“We have to plan for the future,” a systems executive told me recently. Well yes, that’s probably far more useful than planning for the past or present. It is, however, much harder.

Two weeks ago we explored the subject of worthless statistics and the odd preference so many people have for bad information over unbiased ignorance. (See “Pie charts and bar charts may bring comfort, but wisdom is another matter,” May 5, page 74.)

This week we talk about forecasting, an activity that fulfills the need many people have to know and plan for the future. Throughout history that need has created professions and industries. In the earliest days, the tools of the forecaster’s trade were tea leaves, entrails, the Zodiac, and crystal balls. More recently, tools like Doppler radar and computer simulations have been added to the arsenal.

Forecasting hasn’t improved much, but forecasting tools sure have. (A recent article in the local newspaper compared the performance of the National Weather Service, television meteorologists, and a guy who predicts the weather using a combination of Radio Shack gear and homemade tools. The backyard hobbyist won by a wide margin.)

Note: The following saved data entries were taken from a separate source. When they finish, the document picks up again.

use super::*;

fn identity() -> FitTransform {
    FitTransform {
        scale: 1.0,
        offset_x: 0.0,
        offset_y: 0.0,
    }
}

fn square(x0: f64, y0: f64, x1: f64, y1: f64) -> Vec<Point> {
    vec![
        Point::new(x0, y0),
        Point::new(x1, y0),
        Point::new(x1, y1),
        Point::new(x0, y1),
    ]
}

#[test]
fn convex_fill_coverage_is_monotone() {
    let mut pixmap = Pixmap::filled(12, 12, Rgb8::WHITE);
    // Half-integer bounds so boundary pixels straddle the edge.
    fill_polygon(&mut pixmap, &square(2.5, 2.5, 8.5, 8.5), Rgb8::BLACK, &identity());

    // Fully inside: exact fill color.
    assert_eq!(pixmap.get(4, 4), Rgb8::BLACK);
    // Fully outside: untouched.
    assert_eq!(pixmap.get(0, 0), Rgb8::WHITE);
    assert_eq!(pixmap.get(11, 11), Rgb8::WHITE);
    // Straddling the left edge: exactly half the samples land inside.
    let edge = pixmap.get(2, 4);
    assert_eq!(edge, Rgb8::new(127, 127, 127));
    assert!(edge.r > Rgb8::BLACK.r && edge.r < Rgb8::WHITE.r);
}

#[test]
fn integer_aligned_square_fills_exactly() {
    let mut pixmap = Pixmap::filled(10, 10, Rgb8::WHITE);
    fill_polygon(&mut pixmap, &square(2.0, 2.0, 8.0, 8.0), Rgb8::BLACK, &identity());
    for y in 0..10 {
        for x in 0..10 {
            let expected = if (2..8).contains(&x) && (2..8).contains(&y) {
                Rgb8::BLACK
            } else {
                Rgb8::WHITE
            };
            assert_eq!(pixmap.get(x, y), expected, "pixel ({x},{y})");
        }
    }
}

#[test]
fn transform_is_applied_before_rasterization() {
    let mut pixmap = Pixmap::filled(16, 16, Rgb8::WHITE);
    let t = FitTransform {
        scale: 2.0,
        offset_x: 4.0,
        offset_y: 4.0,
    };
    // Unit-space square maps to (4,4)..(12,12).
    fill_polygon(&mut pixmap, &square(0.0, 0.0, 4.0, 4.0), Rgb8::BLACK, &t);
    assert_eq!(pixmap.get(8, 8), Rgb8::BLACK);
    assert_eq!(pixmap.get(2, 8), Rgb8::WHITE);
}

#[test]
fn degenerate_polygon_is_a_noop() {
    let mut pixmap = Pixmap::filled(8, 8, Rgb8::WHITE);
    let p = Point::new(3.0, 3.0);
    fill_polygon(&mut pixmap, &[p, p, p], Rgb8::BLACK, &identity());
    assert_eq!(pixmap, Pixmap::filled(8, 8, Rgb8::WHITE));
}

#[test]
fn short_polygon_is_a_noop() {
    let mut pixmap = Pixmap::filled(8, 8, Rgb8::WHITE);
    fill_polygon(
        &mut pixmap,
        &[Point::ZERO, Point::new(7.0, 7.0)],
        Rgb8::BLACK,
        &identity(),
    );
    assert_eq!(pixmap, Pixmap::filled(8, 8, Rgb8::WHITE));
}

#[test]
fn out_of_canvas_polygon_clips_silently() {
    let mut pixmap = Pixmap::filled(4, 4, Rgb8::WHITE);
    fill_polygon(&mut pixmap, &square(-5.0, -5.0, 2.0, 2.0), Rgb8::BLACK, &identity());
    assert_eq!(pixmap.get(0, 0), Rgb8::BLACK);
    assert_eq!(pixmap.get(3, 3), Rgb8::WHITE);

    let mut far = Pixmap::filled(4, 4, Rgb8::WHITE);
    fill_polygon(&mut far, &square(10.0, 10.0, 20.0, 20.0), Rgb8::BLACK, &identity());
    assert_eq!(far, Pixmap::filled(4, 4, Rgb8::WHITE));
}

#[test]
fn blend_accumulates_over_prior_fills() {
    let mut pixmap = Pixmap::filled(12, 12, Rgb8::WHITE);
    let edge = square(2.5, 2.5, 8.5, 8.5);
    fill_polygon(&mut pixmap, &edge, Rgb8::BLACK, &identity());
    fill_polygon(&mut pixmap, &edge, Rgb8::BLACK, &identity());
    // Half coverage applied twice: 255 -> 127 -> 63.
    assert_eq!(pixmap.get(2, 4), Rgb8::new(63, 63, 63));
}

#[test]
fn point_in_polygon_tolerates_horizontal_edges() {
    let verts = square(1.0, 1.0, 5.0, 5.0);
    assert!(point_in_polygon(3.0, 3.0, &verts));
    assert!(!point_in_polygon(0.5, 3.0, &verts));
    // Sample exactly level with the horizontal edges must not fault.
    assert!(!point_in_polygon(3.0, 0.5, &verts));
}
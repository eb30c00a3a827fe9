//! Orchestration from artwork to encoded icon sets.

/// Base-canvas rendering and per-size encode fan-out.
pub mod pipeline;
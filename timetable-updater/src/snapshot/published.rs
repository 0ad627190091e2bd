//! Immutable point-in-time views of the buffer.

use std::collections::HashMap;
use std::sync::Arc;

use chrono::NaiveDate;

use crate::domain::{FeedScopedId, Route, TripPattern, TripTimes};

use super::buffer::lookup_trip_times;
use super::real_time_update::AddedTrip;
use super::timetable::{Timetable, TimetableKey};

/// A published, read-only view of real-time timetables.
///
/// Cheap to clone behind an `Arc` and safe to read from any number of
/// threads. Later commits never change it.
#[derive(Debug, Default)]
pub struct TimetableSnapshot {
    generation: u64,
    timetables: HashMap<TimetableKey, Arc<Timetable>>,
    dynamic_patterns: HashMap<(FeedScopedId, NaiveDate), Arc<TripPattern>>,
    added_trips: HashMap<(FeedScopedId, NaiveDate), Arc<AddedTrip>>,
    added_routes: HashMap<FeedScopedId, Arc<Route>>,
}

impl TimetableSnapshot {
    pub(crate) fn new(
        generation: u64,
        timetables: HashMap<TimetableKey, Arc<Timetable>>,
        dynamic_patterns: HashMap<(FeedScopedId, NaiveDate), Arc<TripPattern>>,
        added_trips: HashMap<(FeedScopedId, NaiveDate), Arc<AddedTrip>>,
        added_routes: HashMap<FeedScopedId, Arc<Route>>,
    ) -> Self {
        Self {
            generation,
            timetables,
            dynamic_patterns,
            added_trips,
            added_routes,
        }
    }

    /// Zero for the empty snapshot, then one higher per publication.
    pub fn generation(&self) -> u64 {
        self.generation
    }

    pub fn timetable(&self, pattern_id: &FeedScopedId, date: NaiveDate) -> Option<&Arc<Timetable>> {
        self.timetables.get(&(pattern_id.clone(), date))
    }

    /// Number of (pattern, date) timetables holding real-time data.
    pub fn len(&self) -> usize {
        self.timetables.len()
    }

    pub fn is_empty(&self) -> bool {
        self.timetables.is_empty()
    }

    /// Times of a trip on a pattern and date, falling back to the pattern's
    /// scheduled times when nothing real-time was published.
    pub fn trip_times<'a>(
        &'a self,
        pattern: &'a TripPattern,
        date: NaiveDate,
        trip_id: &FeedScopedId,
    ) -> Option<&'a TripTimes> {
        lookup_trip_times(&self.timetables, pattern, date, trip_id)
    }

    pub fn dynamic_pattern(&self, trip_id: &FeedScopedId, date: NaiveDate) -> Option<&Arc<TripPattern>> {
        self.dynamic_patterns.get(&(trip_id.clone(), date))
    }

    pub fn added_trip(&self, trip_id: &FeedScopedId, date: NaiveDate) -> Option<&Arc<AddedTrip>> {
        self.added_trips.get(&(trip_id.clone(), date))
    }

    pub fn added_route(&self, route_id: &FeedScopedId) -> Option<&Arc<Route>> {
        self.added_routes.get(route_id)
    }

    /// Service dates with real-time data, ascending.
    pub fn service_dates(&self) -> Vec<NaiveDate> {
        let mut dates: Vec<NaiveDate> = self.timetables.keys().map(|(_, date)| *date).collect();
        dates.sort_unstable();
        dates.dedup();
        dates
    }
}
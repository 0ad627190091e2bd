//! Structural checks run between resolution and handling.
//!
//! Validation only reads the resolved bundle. Anything that fails here
//! never reaches a handler, so the buffer is untouched.

use tracing::debug;

use crate::context::UpdateContext;
use crate::domain::FeedScopedId;
use crate::error::{UpdateError, UpdateErrorKind};
use crate::resolve::{ResolvedExistingTrip, ResolvedNewTrip, ResolvedStopTimeUpdate};
use crate::update::{
    StopReplacementConstraint, StopSequence, StopUpdateStrategy, UnknownStopBehavior,
};

/// Every stop update must name a stop.
fn check_stop_references(
    stop_updates: &[ResolvedStopTimeUpdate<'_>],
    trip_id: &FeedScopedId,
) -> Result<(), UpdateError> {
    match stop_updates.iter().position(|u| u.parsed.stop.is_empty()) {
        Some(index) => Err(UpdateError::at_stop(
            Some(trip_id),
            UpdateErrorKind::EmptyStopPointRef,
            index,
        )),
        None => Ok(()),
    }
}

/// Positions and visit numbers cannot be mixed, and a partial update must
/// position all of its stops or none of them.
fn check_sequences(
    stop_updates: &[ResolvedStopTimeUpdate<'_>],
    strategy: StopUpdateStrategy,
    trip_id: &FeedScopedId,
) -> Result<(), UpdateError> {
    let mut positions = 0;
    let mut visits = 0;
    for u in stop_updates {
        match u.parsed.sequence {
            Some(StopSequence::Position(_)) => positions += 1,
            Some(StopSequence::VisitNumber(_)) => visits += 1,
            None => {}
        }
    }
    if positions > 0 && visits > 0 {
        return Err(UpdateError::for_trip(
            trip_id,
            UpdateErrorKind::MixedCallOrderAndVisitNumber,
        ));
    }
    let sequenced = positions + visits;
    if strategy == StopUpdateStrategy::Partial && sequenced > 0 && sequenced < stop_updates.len() {
        return Err(UpdateError::for_trip(trip_id, UpdateErrorKind::MissingCallOrder));
    }
    Ok(())
}

/// Under the fail policy the first unknown stop is an error.
fn check_unknown_stops(
    stop_updates: &[ResolvedStopTimeUpdate<'_>],
    behavior: UnknownStopBehavior,
    trip_id: &FeedScopedId,
) -> Result<(), UpdateError> {
    if behavior == UnknownStopBehavior::Ignore {
        return Ok(());
    }
    match stop_updates.iter().position(|u| u.stop.is_none()) {
        Some(index) => {
            debug!(trip = %trip_id, index, "Unknown stop in update");
            Err(UpdateError::at_stop(Some(trip_id), UpdateErrorKind::UnknownStop, index))
        }
        None => Ok(()),
    }
}

fn check_known_stop_count(
    stop_updates: &[ResolvedStopTimeUpdate<'_>],
    trip_id: &FeedScopedId,
) -> Result<(), UpdateError> {
    if stop_updates.iter().filter(|u| u.stop.is_some()).count() < 2 {
        return Err(UpdateError::for_trip(trip_id, UpdateErrorKind::TooFewStops));
    }
    Ok(())
}

/// Checks for an update to a scheduled trip. Under the full strategy the
/// update must have exactly one entry per scheduled stop.
pub fn validate_existing(resolved: &ResolvedExistingTrip<'_>) -> Result<(), UpdateError> {
    let trip_id = &resolved.trip.id;
    let options = resolved.update.options();
    check_stop_references(&resolved.stop_updates, trip_id)?;
    check_sequences(&resolved.stop_updates, options.stop_update_strategy, trip_id)?;

    if options.stop_update_strategy == StopUpdateStrategy::Full {
        let expected = resolved.scheduled_pattern.num_stops();
        let given = resolved.stop_updates.len();
        if given < expected {
            return Err(UpdateError::for_trip(trip_id, UpdateErrorKind::TooFewStops));
        }
        if given > expected {
            return Err(UpdateError::for_trip(trip_id, UpdateErrorKind::TooManyStops));
        }
    }
    Ok(())
}

/// Checks for a trip running a different stop pattern.
///
/// Under the same-station constraint every stop that is not an extra call
/// must line up, in order, with the scheduled stop at that position or one
/// sharing its station.
pub fn validate_modify(
    resolved: &ResolvedExistingTrip<'_>,
    ctx: &UpdateContext<'_>,
) -> Result<(), UpdateError> {
    let trip_id = &resolved.trip.id;
    let options = resolved.update.options();
    check_stop_references(&resolved.stop_updates, trip_id)?;
    check_sequences(&resolved.stop_updates, options.stop_update_strategy, trip_id)?;

    if !options.allow_stop_pattern_modification
        || options.stop_replacement_constraint == StopReplacementConstraint::NotAllowed
    {
        return Err(UpdateError::for_trip(trip_id, UpdateErrorKind::InvalidStopSequence));
    }
    check_unknown_stops(&resolved.stop_updates, options.unknown_stop_behavior, trip_id)?;

    if options.stop_replacement_constraint == StopReplacementConstraint::SameParentStation {
        let scheduled = &resolved.scheduled_pattern;
        let mut position = 0;
        for (index, u) in resolved.stop_updates.iter().enumerate() {
            if u.parsed.extra_call {
                continue;
            }
            if position >= scheduled.num_stops() {
                return Err(UpdateError::for_trip(trip_id, UpdateErrorKind::InvalidStopSequence));
            }
            let matches = u
                .stop_id()
                .is_some_and(|stop| ctx.schedule.is_same_or_sibling(stop, scheduled.stop(position)));
            if !matches {
                return Err(UpdateError::at_stop(
                    Some(trip_id),
                    UpdateErrorKind::StopMismatch,
                    index,
                ));
            }
            position += 1;
        }
        if position != scheduled.num_stops() {
            return Err(UpdateError::for_trip(trip_id, UpdateErrorKind::InvalidStopSequence));
        }
    }

    check_known_stop_count(&resolved.stop_updates, trip_id)
}

/// Checks for a trip not in the schedule.
pub fn validate_new_trip(resolved: &ResolvedNewTrip<'_>) -> Result<(), UpdateError> {
    let trip_id = &resolved.creation.trip_id;
    let options = resolved.update.options();
    check_stop_references(&resolved.stop_updates, trip_id)?;
    check_sequences(&resolved.stop_updates, options.stop_update_strategy, trip_id)?;
    check_unknown_stops(&resolved.stop_updates, options.unknown_stop_behavior, trip_id)?;
    check_known_stop_count(&resolved.stop_updates, trip_id)
}
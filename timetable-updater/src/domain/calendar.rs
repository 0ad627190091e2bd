//! Service calendars.

use std::collections::{BTreeSet, HashMap};

use chrono::NaiveDate;

use super::FeedScopedId;

/// Maps service ids to the dates they run on.
#[derive(Debug, Clone, Default)]
pub struct CalendarService {
    dates: HashMap<FeedScopedId, BTreeSet<NaiveDate>>,
}

impl CalendarService {
    /// Create an empty calendar.
    pub fn new() -> Self {
        Self::default()
    }

    /// Mark `service_id` as running on `date`.
    pub fn add(&mut self, service_id: FeedScopedId, date: NaiveDate) {
        self.dates.entry(service_id).or_default().insert(date);
    }

    /// True if the service runs on the date.
    pub fn is_active(&self, service_id: &FeedScopedId, date: NaiveDate) -> bool {
        self.dates
            .get(service_id)
            .is_some_and(|dates| dates.contains(&date))
    }

    /// All dates the service runs on, in order.
    pub fn dates_for(&self, service_id: &FeedScopedId) -> impl Iterator<Item = NaiveDate> + '_ {
        self.dates.get(service_id).into_iter().flatten().copied()
    }

    /// Number of known services.
    pub fn len(&self) -> usize {
        self.dates.len()
    }

    /// True if no services are known.
    pub fn is_empty(&self) -> bool {
        self.dates.is_empty()
    }
}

And that brings us to the most pernicious forecasting tool yet devised: the market survey. How many articles have you read in this and other reputable journals presenting some industry forecast or other in which the future is presented as a fact: “Within five years, the market for bubble memory will grow to over $5 billion”?

Oops. Bubble memory flopped. It must have been personal digital assistants I was thinking of.

The accuracy of both market and weather forecasting begins to plummet beyond about one day into the future for the same reason: The systems we’re trying to predict are chaotic. And although the mathematics of chaos theory are daunting, one of its basic conclusions is pretty straightforward: When systems (actually, nonlinear systems) reach a certain level of complexity you can’t predict their future state very well.

Now what’s involved in predicting a future market? Oh, just the behavior of large numbers of individual humans. If someone would just invent Isaac Asimov’s psychohistory we could get somewhere.

Market surveys seem so scientific. But what are they really asking? “Do you expect to implement Windows NT Advanced Server in your enterprise within the next three years?”

Now who’s going to answer with an unequivocal “no?” We’re talking about a Microsoft product and a three-year planning horizon. And what does “implement” mean? Replace Novell’s NetWare? Or install a test server? Forecasts of NT Advanced Server sales have no value because there are unpredictable factors involved: Will Microsoft ship the next release on time? Will it have any crippling bugs? Will Bill Gates burn out, causing all of Microsoft’s customers to lose confidence? Will the sun turn nova and wipe out my capital-procurement budget?

Not that I want to single out NT Advanced Server. Whether it’s network computers or wireless data communication, any innovative technology just entering the market faces too many imponderables for forecasts to mean much. Why? Because market success depends as much on unanticipated details as on the basic ideas. Is the advertising campaign exceptionally stupid? Has innovation extended the life of a moribund technology? Did the designer misread the market?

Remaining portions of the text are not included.